___ Data supplied ___
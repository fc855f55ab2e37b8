//! Apache htdigest password file.
//!
//! Each line is `user:realm:HA1`, where `HA1 = md5(user ":" realm ":" password)`
//! in lowercase hex.

use std::collections::HashMap;
use std::path::{Path, PathBuf};

use super::DigestFileBackend;
use crate::error::{BackendError, BackendResult};

/// In-memory view of an htdigest file.
#[derive(Debug, Clone)]
pub struct HtdigestFile {
    path: Option<PathBuf>,
    entries: HashMap<(String, String), String>,
}

impl HtdigestFile {
    /// Read and parse the file at `path`.
    pub fn open(path: impl AsRef<Path>) -> BackendResult<Self> {
        let path = path.as_ref();
        let contents = std::fs::read_to_string(path)?;
        let mut file = Self::parse(&contents)?;
        file.path = Some(path.to_path_buf());
        tracing::debug!(path = %path.display(), users = file.len(), "htdigest file loaded");
        Ok(file)
    }

    /// Parse htdigest contents.
    pub fn parse(contents: &str) -> BackendResult<Self> {
        let mut entries = HashMap::new();

        for (lineno, line) in contents.lines().enumerate() {
            let line = line.trim();
            if line.is_empty() || line.starts_with('#') {
                continue;
            }

            let mut parts = line.splitn(3, ':');
            match (parts.next(), parts.next(), parts.next()) {
                (Some(user), Some(realm), Some(ha1)) if !user.is_empty() && ha1.len() == 32 => {
                    entries.insert(
                        (user.to_string(), realm.to_string()),
                        ha1.to_ascii_lowercase(),
                    );
                }
                _ => {
                    return Err(BackendError::Corrupt(format!(
                        "htdigest line {}: expected user:realm:md5",
                        lineno + 1
                    )))
                }
            }
        }

        Ok(Self {
            path: None,
            entries,
        })
    }

    pub fn path(&self) -> Option<&Path> {
        self.path.as_deref()
    }

    pub fn len(&self) -> usize {
        self.entries.len()
    }

    pub fn is_empty(&self) -> bool {
        self.entries.is_empty()
    }
}

impl DigestFileBackend for HtdigestFile {
    fn lookup(&self, username: &str, realm: &str) -> BackendResult<Option<String>> {
        Ok(self
            .entries
            .get(&(username.to_string(), realm.to_string()))
            .cloned())
    }
}

/// `HA1` for a user, as stored in htdigest files.
pub fn digest_ha1(username: &str, realm: &str, password: &str) -> String {
    format!("{:x}", md5::compute(format!("{}:{}:{}", username, realm, password)))
}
___
> [Instructions for the task]: Reproduce every record, making sure each one stays exactly the same.

> [Reply to the task]:
repository fc855f55ab2e37b8
//! Apache htdigest password file.
//!
//! Each line is `user:realm:HA1`, where `HA1 = md5(user ":" realm ":" password)`
//! in lowercase hex.

use std::collections::HashMap;
use std::path::{Path, PathBuf};

use super::DigestFileBackend;
use crate::error::{BackendError, BackendResult};

/// In-memory view of an htdigest file.
#[derive(Debug, Clone)]
pub struct HtdigestFile {
    path: Option<PathBuf>,
    entries: HashMap<(String, String), String>,
}

impl HtdigestFile {
    /// Read and parse the file at `path`.
    pub fn open(path: impl AsRef<Path>) -> BackendResult<Self> {
        let path = path.as_ref();
        let contents = std::fs::read_to_string(path)?;
        let mut file = Self::parse(&contents)?;
        file.path = Some(path.to_path_buf());
        tracing::debug!(path = %path.display(), users = file.len(), "htdigest file loaded");
        Ok(file)
    }

    /// Parse htdigest contents.
    pub fn parse(contents: &str) -> BackendResult<Self> {
        let mut entries = HashMap::new();

        for (lineno, line) in contents.lines().enumerate() {
            let line = line.trim();
            if line.is_empty() || line.starts_with('#') {
                continue;
            }

            let mut parts = line.splitn(3, ':');
            match (parts.next(), parts.next(), parts.next()) {
                (Some(user), Some(realm), Some(ha1)) if !user.is_empty() && ha1.len() == 32 => {
                    entries.insert(
                        (user.to_string(), realm.to_string()),
                        ha1.to_ascii_lowercase(),
                    );
                }
                _ => {
                    return Err(BackendError::Corrupt(format!(
                        "htdigest line {}: expected user:realm:md5",
                        lineno + 1
                    )))
                }
            }
        }

        Ok(Self {
            path: None,
            entries,
        })
    }

    pub fn path(&self) -> Option<&Path> {
        self.path.as_deref()
    }

    pub fn len(&self) -> usize {
        self.entries.len()
    }

    pub fn is_empty(&self) -> bool {
        self.entries.is_empty()
    }
}

impl DigestFileBackend for HtdigestFile {
    fn lookup(&self, username: &str, realm: &str) -> BackendResult<Option<String>> {
        Ok(self
            .entries
            .get(&(username.to_string(), realm.to_string()))
            .cloned())
    }
}

/// `HA1` for a user, as stored in htdigest files.
pub fn digest_ha1(username: &str, realm: &str, password: &str) -> String {
    format!("{:x}", md5::compute(format!("{}:{}:{}", username, realm, password)))
}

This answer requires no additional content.